Saved data entries:
^^^^^^^^^^^^^^^^

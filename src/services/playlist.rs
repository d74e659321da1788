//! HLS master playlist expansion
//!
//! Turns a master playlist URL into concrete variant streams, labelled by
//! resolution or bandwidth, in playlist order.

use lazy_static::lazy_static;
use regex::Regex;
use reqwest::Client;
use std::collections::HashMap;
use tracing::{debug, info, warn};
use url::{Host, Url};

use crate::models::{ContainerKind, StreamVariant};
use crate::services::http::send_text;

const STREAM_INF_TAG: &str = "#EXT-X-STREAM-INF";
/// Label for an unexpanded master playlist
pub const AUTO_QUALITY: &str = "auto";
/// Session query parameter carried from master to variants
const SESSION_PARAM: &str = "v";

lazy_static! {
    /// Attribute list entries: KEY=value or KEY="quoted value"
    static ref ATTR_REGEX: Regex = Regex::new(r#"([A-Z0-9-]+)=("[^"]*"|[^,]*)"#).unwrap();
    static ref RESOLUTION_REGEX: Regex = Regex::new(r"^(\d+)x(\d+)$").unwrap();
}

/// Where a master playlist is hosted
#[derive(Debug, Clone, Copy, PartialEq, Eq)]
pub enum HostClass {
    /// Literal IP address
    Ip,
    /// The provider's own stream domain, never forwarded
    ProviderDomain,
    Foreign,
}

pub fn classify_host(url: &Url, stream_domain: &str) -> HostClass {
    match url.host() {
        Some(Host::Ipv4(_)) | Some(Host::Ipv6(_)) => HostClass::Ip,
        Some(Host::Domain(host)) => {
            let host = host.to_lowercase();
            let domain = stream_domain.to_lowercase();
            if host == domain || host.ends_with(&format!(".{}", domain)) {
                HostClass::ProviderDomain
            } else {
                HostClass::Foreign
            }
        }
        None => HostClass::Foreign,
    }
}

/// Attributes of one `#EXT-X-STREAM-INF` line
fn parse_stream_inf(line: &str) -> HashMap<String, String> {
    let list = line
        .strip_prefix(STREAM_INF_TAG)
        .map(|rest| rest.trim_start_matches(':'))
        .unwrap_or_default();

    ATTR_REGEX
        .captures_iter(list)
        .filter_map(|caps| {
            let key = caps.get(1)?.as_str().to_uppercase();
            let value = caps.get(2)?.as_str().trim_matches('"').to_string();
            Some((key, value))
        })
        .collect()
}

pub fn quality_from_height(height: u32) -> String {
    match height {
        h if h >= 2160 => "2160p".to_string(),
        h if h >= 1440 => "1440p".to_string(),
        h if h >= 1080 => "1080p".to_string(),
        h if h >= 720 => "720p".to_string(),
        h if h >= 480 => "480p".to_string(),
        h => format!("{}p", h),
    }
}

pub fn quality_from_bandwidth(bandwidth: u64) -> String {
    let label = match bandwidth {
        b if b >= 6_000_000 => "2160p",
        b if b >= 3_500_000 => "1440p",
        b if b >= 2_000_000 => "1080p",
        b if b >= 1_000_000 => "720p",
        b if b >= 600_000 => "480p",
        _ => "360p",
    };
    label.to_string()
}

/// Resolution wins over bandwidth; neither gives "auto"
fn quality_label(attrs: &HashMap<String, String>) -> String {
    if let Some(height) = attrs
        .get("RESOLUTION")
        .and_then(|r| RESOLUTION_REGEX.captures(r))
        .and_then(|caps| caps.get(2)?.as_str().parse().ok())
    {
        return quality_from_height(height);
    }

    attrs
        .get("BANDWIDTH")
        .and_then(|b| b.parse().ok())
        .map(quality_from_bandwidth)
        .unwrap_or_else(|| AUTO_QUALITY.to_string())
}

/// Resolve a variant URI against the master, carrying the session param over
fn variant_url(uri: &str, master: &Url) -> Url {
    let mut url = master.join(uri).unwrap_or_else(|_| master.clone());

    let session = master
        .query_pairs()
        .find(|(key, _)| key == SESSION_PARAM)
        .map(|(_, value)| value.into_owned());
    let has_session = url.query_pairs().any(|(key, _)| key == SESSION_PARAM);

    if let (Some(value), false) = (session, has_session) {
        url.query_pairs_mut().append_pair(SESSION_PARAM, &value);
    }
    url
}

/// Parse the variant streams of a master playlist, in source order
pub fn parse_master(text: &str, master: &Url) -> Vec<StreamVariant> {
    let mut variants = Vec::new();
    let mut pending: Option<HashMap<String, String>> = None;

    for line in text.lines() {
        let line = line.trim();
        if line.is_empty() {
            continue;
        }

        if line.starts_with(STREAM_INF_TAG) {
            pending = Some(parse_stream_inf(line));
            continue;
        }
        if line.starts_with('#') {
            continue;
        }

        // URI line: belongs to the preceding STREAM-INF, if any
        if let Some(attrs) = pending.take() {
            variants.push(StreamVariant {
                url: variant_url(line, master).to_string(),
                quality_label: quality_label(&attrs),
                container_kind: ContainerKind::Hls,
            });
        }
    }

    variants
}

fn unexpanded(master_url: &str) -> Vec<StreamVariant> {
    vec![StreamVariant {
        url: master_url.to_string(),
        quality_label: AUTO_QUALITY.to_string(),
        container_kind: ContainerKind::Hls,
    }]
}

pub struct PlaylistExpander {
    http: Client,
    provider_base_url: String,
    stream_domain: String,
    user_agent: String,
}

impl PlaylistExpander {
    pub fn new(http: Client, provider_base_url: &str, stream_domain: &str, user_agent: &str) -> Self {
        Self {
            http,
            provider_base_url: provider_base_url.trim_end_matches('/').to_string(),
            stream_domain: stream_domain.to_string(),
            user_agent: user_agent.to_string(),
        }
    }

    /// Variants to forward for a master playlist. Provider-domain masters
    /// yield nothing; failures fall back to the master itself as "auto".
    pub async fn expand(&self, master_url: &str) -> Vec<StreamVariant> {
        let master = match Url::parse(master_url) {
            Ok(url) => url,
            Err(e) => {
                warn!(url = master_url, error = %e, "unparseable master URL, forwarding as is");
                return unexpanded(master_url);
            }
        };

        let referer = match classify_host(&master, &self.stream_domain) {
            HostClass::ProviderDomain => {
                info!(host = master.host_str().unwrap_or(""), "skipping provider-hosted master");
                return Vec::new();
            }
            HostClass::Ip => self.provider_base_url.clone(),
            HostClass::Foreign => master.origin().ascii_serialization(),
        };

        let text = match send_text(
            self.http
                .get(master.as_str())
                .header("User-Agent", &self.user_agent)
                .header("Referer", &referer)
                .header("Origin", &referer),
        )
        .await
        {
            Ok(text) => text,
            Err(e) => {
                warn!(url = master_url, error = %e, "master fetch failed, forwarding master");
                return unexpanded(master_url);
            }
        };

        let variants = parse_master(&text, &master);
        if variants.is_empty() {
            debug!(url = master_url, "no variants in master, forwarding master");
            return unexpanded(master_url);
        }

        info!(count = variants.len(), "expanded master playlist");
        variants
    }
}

^^^^^^^^^^^^^^^^

■ Task details
Your output must be an exact copy of every entry.

■ Answer section
filename src/services/playlist.rs
repository d74e659321da1788
//! HLS master playlist expansion
//!
//! Turns a master playlist URL into concrete variant streams, labelled by
//! resolution or bandwidth, in playlist order.

use lazy_static::lazy_static;
use regex::Regex;
use reqwest::Client;
use std::collections::HashMap;
use tracing::{debug, info, warn};
use url::{Host, Url};

use crate::models::{ContainerKind, StreamVariant};
use crate::services::http::send_text;

const STREAM_INF_TAG: &str = "#EXT-X-STREAM-INF";
/// Label for an unexpanded master playlist
pub const AUTO_QUALITY: &str = "auto";
/// Session query parameter carried from master to variants
const SESSION_PARAM: &str = "v";

lazy_static! {
    /// Attribute list entries: KEY=value or KEY="quoted value"
    static ref ATTR_REGEX: Regex = Regex::new(r#"([A-Z0-9-]+)=("[^"]*"|[^,]*)"#).unwrap();
    static ref RESOLUTION_REGEX: Regex = Regex::new(r"^(\d+)x(\d+)$").unwrap();
}

/// Where a master playlist is hosted
#[derive(Debug, Clone, Copy, PartialEq, Eq)]
pub enum HostClass {
    /// Literal IP address
    Ip,
    /// The provider's own stream domain, never forwarded
    ProviderDomain,
    Foreign,
}

pub fn classify_host(url: &Url, stream_domain: &str) -> HostClass {
    match url.host() {
        Some(Host::Ipv4(_)) | Some(Host::Ipv6(_)) => HostClass::Ip,
        Some(Host::Domain(host)) => {
            let host = host.to_lowercase();
            let domain = stream_domain.to_lowercase();
            if host == domain || host.ends_with(&format!(".{}", domain)) {
                HostClass::ProviderDomain
            } else {
                HostClass::Foreign
            }
        }
        None => HostClass::Foreign,
    }
}

/// Attributes of one `#EXT-X-STREAM-INF` line
fn parse_stream_inf(line: &str) -> HashMap<String, String> {
    let list = line
        .strip_prefix(STREAM_INF_TAG)
        .map(|rest| rest.trim_start_matches(':'))
        .unwrap_or_default();

    ATTR_REGEX
        .captures_iter(list)
        .filter_map(|caps| {
            let key = caps.get(1)?.as_str().to_uppercase();
            let value = caps.get(2)?.as_str().trim_matches('"').to_string();
            Some((key, value))
        })
        .collect()
}

pub fn quality_from_height(height: u32) -> String {
    match height {
        h if h >= 2160 => "2160p".to_string(),
        h if h >= 1440 => "1440p".to_string(),
        h if h >= 1080 => "1080p".to_string(),
        h if h >= 720 => "720p".to_string(),
        h if h >= 480 => "480p".to_string(),
        h => format!("{}p", h),
    }
}

pub fn quality_from_bandwidth(bandwidth: u64) -> String {
    let label = match bandwidth {
        b if b >= 6_000_000 => "2160p",
        b if b >= 3_500_000 => "1440p",
        b if b >= 2_000_000 => "1080p",
        b if b >= 1_000_000 => "720p",
        b if b >= 600_000 => "480p",
        _ => "360p",
    };
    label.to_string()
}

/// Resolution wins over bandwidth; neither gives "auto"
fn quality_label(attrs: &HashMap<String, String>) -> String {
    if let Some(height) = attrs
        .get("RESOLUTION")
        .and_then(|r| RESOLUTION_REGEX.captures(r))
        .and_then(|caps| caps.get(2)?.as_str().parse().ok())
    {
        return quality_from_height(height);
    }

    attrs
        .get("BANDWIDTH")
        .and_then(|b| b.parse().ok())
        .map(quality_from_bandwidth)
        .unwrap_or_else(|| AUTO_QUALITY.to_string())
}

/// Resolve a variant URI against the master, carrying the session param over
fn variant_url(uri: &str, master: &Url) -> Url {
    let mut url = master.join(uri).unwrap_or_else(|_| master.clone());

    let session = master
        .query_pairs()
        .find(|(key, _)| key == SESSION_PARAM)
        .map(|(_, value)| value.into_owned());
    let has_session = url.query_pairs().any(|(key, _)| key == SESSION_PARAM);

    if let (Some(value), false) = (session, has_session) {
        url.query_pairs_mut().append_pair(SESSION_PARAM, &value);
    }
    url
}

/// Parse the variant streams of a master playlist, in source order
pub fn parse_master(text: &str, master: &Url) -> Vec<StreamVariant> {
    let mut variants = Vec::new();
    let mut pending: Option<HashMap<String, String>> = None;

    for line in text.lines() {
        let line = line.trim();
        if line.is_empty() {
            continue;
        }

        if line.starts_with(STREAM_INF_TAG) {
            pending = Some(parse_stream_inf(line));
            continue;
        }
        if line.starts_with('#') {
            continue;
        }

        // URI line: belongs to the preceding STREAM-INF, if any
        if let Some(attrs) = pending.take() {
            variants.push(StreamVariant {
                url: variant_url(line, master).to_string(),
                quality_label: quality_label(&attrs),
                container_kind: ContainerKind::Hls,
            });
        }
    }

    variants
}

fn unexpanded(master_url: &str) -> Vec<StreamVariant> {
    vec![StreamVariant {
        url: master_url.to_string(),
        quality_label: AUTO_QUALITY.to_string(),
        container_kind: ContainerKind::Hls,
    }]
}

pub struct PlaylistExpander {
    http: Client,
    provider_base_url: String,
    stream_domain: String,
    user_agent: String,
}

impl PlaylistExpander {
    pub fn new(http: Client, provider_base_url: &str, stream_domain: &str, user_agent: &str) -> Self {
        Self {
            http,
            provider_base_url: provider_base_url.trim_end_matches('/').to_string(),
            stream_domain: stream_domain.to_string(),
            user_agent: user_agent.to_string(),
        }
    }

    /// Variants to forward for a master playlist. Provider-domain masters
    /// yield nothing; failures fall back to the master itself as "auto".
    pub async fn expand(&self, master_url: &str) -> Vec<StreamVariant> {
        let master = match Url::parse(master_url) {
            Ok(url) => url,
            Err(e) => {
                warn!(url = master_url, error = %e, "unparseable master URL, forwarding as is");
                return unexpanded(master_url);
            }
        };

        let referer = match classify_host(&master, &self.stream_domain) {
            HostClass::ProviderDomain => {
                info!(host = master.host_str().unwrap_or(""), "skipping provider-hosted master");
                return Vec::new();
            }
            HostClass::Ip => self.provider_base_url.clone(),
            HostClass::Foreign => master.origin().ascii_serialization(),
        };

        let text = match send_text(
            self.http
                .get(master.as_str())
                .header("User-Agent", &self.user_agent)
                .header("Referer", &referer)
                .header("Origin", &referer),
        )
        .await
        {
            Ok(text) => text,
            Err(e) => {
                warn!(url = master_url, error = %e, "master fetch failed, forwarding master");
                return unexpanded(master_url);
            }
        };

        let variants = parse_master(&text, &master);
        if variants.is_empty() {
            debug!(url = master_url, "no variants in master, forwarding master");
            return unexpanded(master_url);
        }

        info!(count = variants.len(), "expanded master playlist");
        variants
    }
}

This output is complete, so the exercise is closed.